Limiting factors of carrier concentration and transport of polycrystalline Ga-doped ZnO films deposited by ion plating with dc arc discharge

Abstract

We develop a deposition technology to enhance carrier concentration (N) together with the improvement of carrier transport of transparent conductive Ga-doped ZnO (GZO) polycrystalline films. 200-nm-thick GZO films were deposited on glass substrates at a temperature of 200°C by ion plating with dc arc discharge. We investigated the effects of oxygen (O2) gas flow rates (OFRs) and discharge current (ID) added between the plasma gun and resource pellet on structural and electrical properties of GZO films.
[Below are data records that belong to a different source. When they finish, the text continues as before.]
use std::collections::HashSet;

use common::{BacktestError, Bar, Result};
use tracing::warn;

/// De-duplicate by date (first occurrence wins), sort ascending and validate
pub fn prepare_bars(bars: &[Bar]) -> Result<Vec<Bar>> {
    let mut seen = HashSet::with_capacity(bars.len());
    let mut prepared: Vec<Bar> = bars
        .iter()
        .filter(|bar| seen.insert(bar.date))
        .cloned()
        .collect();

    let duplicates = bars.len() - prepared.len();
    if duplicates > 0 {
        warn!(duplicates, "dropped bars with duplicate dates");
    }

    prepared.sort_by_key(|bar| bar.date);

    for bar in &prepared {
        validate_bar(bar)?;
    }

    Ok(prepared)
}

/// Reject bars with non-positive prices or an inconsistent high/low range
pub fn validate_bar(bar: &Bar) -> Result<()> {
    let invalid = |reason: String| BacktestError::InvalidBar {
        date: bar.date,
        reason,
    };

    for (name, price) in [
        ("open", bar.open),
        ("high", bar.high),
        ("low", bar.low),
        ("close", bar.close),
    ] {
        if !price.is_finite() || price <= 0.0 {
            return Err(invalid(format!("{} must be a positive price, got {}", name, price)));
        }
    }

    if !bar.volume.is_finite() || bar.volume < 0.0 {
        return Err(invalid(format!("volume must be non-negative, got {}", bar.volume)));
    }

    if bar.high < bar.low {
        return Err(invalid(format!("high {} below low {}", bar.high, bar.low)));
    }
    if bar.high < bar.open.max(bar.close) {
        return Err(invalid(format!(
            "high {} below open/close {}",
            bar.high,
            bar.open.max(bar.close)
        )));
    }
    if bar.low > bar.open.min(bar.close) {
        return Err(invalid(format!(
            "low {} above open/close {}",
            bar.low,
            bar.open.min(bar.close)
        )));
    }

    Ok(())
}

#[cfg(test)]
mod tests {
    use super::*;
    use chrono::NaiveDate;

    fn bar(day: u32, close: f64) -> Bar {
        let date = NaiveDate::from_ymd_opt(2024, 3, day).unwrap();
        Bar::new(date, close, close + 1.0, close - 1.0, close, 100.0)
    }

    #[test]
    fn test_dedup_keeps_first_and_sorts() {
        let bars = vec![bar(3, 30.0), bar(1, 10.0), bar(3, 99.0), bar(2, 20.0)];

        let prepared = prepare_bars(&bars).unwrap();

        let closes: Vec<f64> = prepared.iter().map(|b| b.close).collect();
        assert_eq!(closes, vec![10.0, 20.0, 30.0]);
    }

    #[test]
    fn test_rejects_non_positive_price() {
        let mut b = bar(1, 10.0);
        b.low = 0.0;
        assert!(matches!(validate_bar(&b), Err(BacktestError::InvalidBar { .. })));
    }

    #[test]
    fn test_rejects_inverted_range() {
        let mut b = bar(1, 10.0);
        b.high = 8.0;
        assert!(validate_bar(&b).is_err());
    }

    #[test]
    fn test_rejects_close_outside_range() {
        let mut b = bar(1, 10.0);
        b.close = 12.0;
        assert!(validate_bar(&b).is_err());

        let mut b = bar(1, 10.0);
        b.open = 8.5;
        assert!(validate_bar(&b).is_err());
    }

    #[test]
    fn test_rejects_negative_volume() {
        let mut b = bar(1, 10.0);
        b.volume = -1.0;
        assert!(validate_bar(&b).is_err());

        b.volume = 0.5;
        assert!(validate_bar(&b).is_ok());
    }

    #[test]
    fn test_invalid_bar_fails_whole_series() {
        let mut bad = bar(2, 10.0);
        bad.close = f64::NAN;
        assert!(prepare_bars(&[bar(1, 10.0), bad]).is_err());
    }
}
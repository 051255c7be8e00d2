use common::{BacktestConfig, ExitReason, OpenPosition};

use crate::indicators::IndicatorRow;

/// Trading signal emitted for a (yesterday, today) pair
#[derive(Debug, Clone, Copy, PartialEq, Eq)]
pub enum Signal {
    Enter,
    Exit(ExitReason),
}

/// Short SMA moved up to or through the long SMA.
///
/// Ties count as a cross, but the spread must actually rise, so two
/// consecutive bars with equal averages are not a cross.
pub fn crossed_above(yesterday: &IndicatorRow, today: &IndicatorRow) -> bool {
    let (prev, curr) = (yesterday.spread(), today.spread());
    curr >= 0.0 && prev <= 0.0 && curr > prev
}

/// Short SMA moved down to or through the long SMA
pub fn crossed_below(yesterday: &IndicatorRow, today: &IndicatorRow) -> bool {
    let (prev, curr) = (yesterday.spread(), today.spread());
    curr <= 0.0 && prev >= 0.0 && curr < prev
}

/// Signal generator for the long-only SMA crossover strategy
pub struct SignalGenerator {
    risk_control: bool,
    atr_stop_multiple: f64,
}

impl SignalGenerator {
    pub fn new(config: &BacktestConfig) -> Self {
        Self {
            risk_control: config.risk_control,
            atr_stop_multiple: config.costs.atr_stop_multiple,
        }
    }

    /// Generate the signal for today. Entries are only checked while flat,
    /// exits only while long.
    pub fn generate(
        &self,
        yesterday: &IndicatorRow,
        today: &IndicatorRow,
        position: Option<&OpenPosition>,
    ) -> Option<Signal> {
        match position {
            None => self.check_entry_signal(yesterday, today),
            Some(pos) => self.check_exit_signal(yesterday, today, pos).map(Signal::Exit),
        }
    }

    fn check_entry_signal(&self, yesterday: &IndicatorRow, today: &IndicatorRow) -> Option<Signal> {
        crossed_above(yesterday, today).then_some(Signal::Enter)
    }

    /// The stop takes precedence when both exit conditions hold
    fn check_exit_signal(
        &self,
        yesterday: &IndicatorRow,
        today: &IndicatorRow,
        position: &OpenPosition,
    ) -> Option<ExitReason> {
        if self.stop_triggered(today, position) {
            return Some(ExitReason::StopLoss);
        }
        if crossed_below(yesterday, today) {
            return Some(ExitReason::CrossUnder);
        }
        None
    }

    /// Fixed-distance stop anchored to the entry day's unadjusted close
    fn stop_triggered(&self, today: &IndicatorRow, position: &OpenPosition) -> bool {
        if !self.risk_control {
            return false;
        }
        match today.atr {
            Some(atr) => today.close <= position.entry_close - self.atr_stop_multiple * atr,
            None => false,
        }
    }
}
use std::fs::File;
use std::io::BufReader;
use std::path::Path;

use chrono::{DateTime, NaiveDate, NaiveDateTime};
use common::{BacktestError, Bar, Result};
use csv::StringRecord;
use tracing::debug;

/// Column positions of the OHLCV fields, located by header name
#[derive(Debug, Clone, Copy)]
struct Columns {
    date: usize,
    open: usize,
    high: usize,
    low: usize,
    close: usize,
    volume: usize,
}

impl Columns {
    fn from_headers(headers: &StringRecord) -> Result<Self> {
        let find = |name: &str| {
            headers
                .iter()
                .position(|h| h.trim().eq_ignore_ascii_case(name))
                .ok_or_else(|| BacktestError::CsvError(format!("Missing column '{}'", name)))
        };

        Ok(Self {
            date: find("date")?,
            open: find("open")?,
            high: find("high")?,
            low: find("low")?,
            close: find("close")?,
            volume: find("volume")?,
        })
    }
}

/// Load bars from a headered CSV file
///
/// Columns are matched by name, so both `Date,Open,High,Low,Close,Volume`
/// and the `Date,Close,High,Low,Open,Volume` layout written by common
/// market-data downloaders are accepted. Rows with an empty price are skipped.
pub fn load_csv(path: &Path) -> Result<Vec<Bar>> {
    let file = File::open(path)
        .map_err(|e| BacktestError::DataLoadError(format!("{}: {}", path.display(), e)))?;
    let reader = BufReader::new(file);
    let mut csv_reader = csv::ReaderBuilder::new()
        .has_headers(true)
        .flexible(true)
        .trim(csv::Trim::All)
        .from_reader(reader);

    let headers = csv_reader
        .headers()
        .map_err(|e| BacktestError::CsvError(e.to_string()))?
        .clone();
    let columns = Columns::from_headers(&headers)?;

    let mut bars = Vec::new();

    for (row, result) in csv_reader.records().enumerate() {
        let record = result.map_err(|e| BacktestError::CsvError(e.to_string()))?;

        let prices = [columns.open, columns.high, columns.low, columns.close];
        if prices.iter().any(|&i| record.get(i).map_or(true, str::is_empty)) {
            debug!(row, "skipping row with missing price");
            continue;
        }

        let date = parse_date(field(&record, columns.date, "date")?)?;
        let open = parse_price(&record, columns.open, "open")?;
        let high = parse_price(&record, columns.high, "high")?;
        let low = parse_price(&record, columns.low, "low")?;
        let close = parse_price(&record, columns.close, "close")?;
        let volume = parse_volume(field(&record, columns.volume, "volume")?)?;

        bars.push(Bar {
            date,
            open,
            high,
            low,
            close,
            volume,
        });
    }

    Ok(bars)
}

/// Load bars from JSON file
pub fn load_json(path: &Path) -> Result<Vec<Bar>> {
    let file = File::open(path)
        .map_err(|e| BacktestError::DataLoadError(format!("{}: {}", path.display(), e)))?;
    let reader = BufReader::new(file);
    let bars: Vec<Bar> = serde_json::from_reader(reader)?;
    Ok(bars)
}

/// Write bars as `date,open,high,low,close,volume` CSV
pub fn write_csv(path: &Path, bars: &[Bar]) -> Result<()> {
    let mut writer =
        csv::Writer::from_path(path).map_err(|e| BacktestError::CsvError(e.to_string()))?;
    for bar in bars {
        writer
            .serialize(bar)
            .map_err(|e| BacktestError::CsvError(e.to_string()))?;
    }
    writer.flush()?;
    Ok(())
}

fn field<'a>(record: &'a StringRecord, index: usize, name: &str) -> Result<&'a str> {
    record
        .get(index)
        .ok_or_else(|| BacktestError::CsvError(format!("Missing {} value", name)))
}

fn parse_price(record: &StringRecord, index: usize, name: &str) -> Result<f64> {
    let raw = field(record, index, name)?;
    raw.parse()
        .map_err(|_| BacktestError::CsvError(format!("Invalid {} price: {}", name, raw)))
}

/// Volumes may be written as integers or as reals ("1234.5"); empty means zero
fn parse_volume(raw: &str) -> Result<f64> {
    if raw.is_empty() {
        return Ok(0.0);
    }
    match raw.parse::<f64>() {
        Ok(v) if v.is_finite() && v >= 0.0 => Ok(v),
        _ => Err(BacktestError::CsvError(format!("Invalid volume: {}", raw))),
    }
}

/// Parse a trading date from the formats found in daily-bar exports
fn parse_date(s: &str) -> Result<NaiveDate> {
    for fmt in ["%Y-%m-%d", "%Y/%m/%d"] {
        if let Ok(date) = NaiveDate::parse_from_str(s, fmt) {
            return Ok(date);
        }
    }

    if let Ok(dt) = DateTime::parse_from_rfc3339(s) {
        return Ok(dt.date_naive());
    }

    // Timestamps with an exchange offset, e.g. "2024-01-15 00:00:00-05:00"
    if let Ok(dt) = DateTime::parse_from_str(s, "%Y-%m-%d %H:%M:%S%:z") {
        return Ok(dt.date_naive());
    }

    for fmt in ["%Y-%m-%d %H:%M:%S", "%Y-%m-%dT%H:%M:%S"] {
        if let Ok(dt) = NaiveDateTime::parse_from_str(s, fmt) {
            return Ok(dt.date());
        }
    }

    Err(BacktestError::CsvError(format!("Unable to parse date: {}", s)))
}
The Ga2O3 contents in the resource pellets was 4.0wt.%. During film growth, O2 gas was introduced into the deposition chamber to control point defects. We found that OFR is the main limiting factor of N and the contribution of grain boundaries (GBs) scattering to carrier transport, whereas ID limits the carrier transport in grain bulk. By optimizing OFRs and ID to obtain high N and Hall mobility (μH) limited by intragrain scattering, we achieved GZO films with an electrical resistivity value of 1.96×10−4Ωcm, an N value of 1.25×1021cm−3 and a μH value of 25.4cm2/Vs.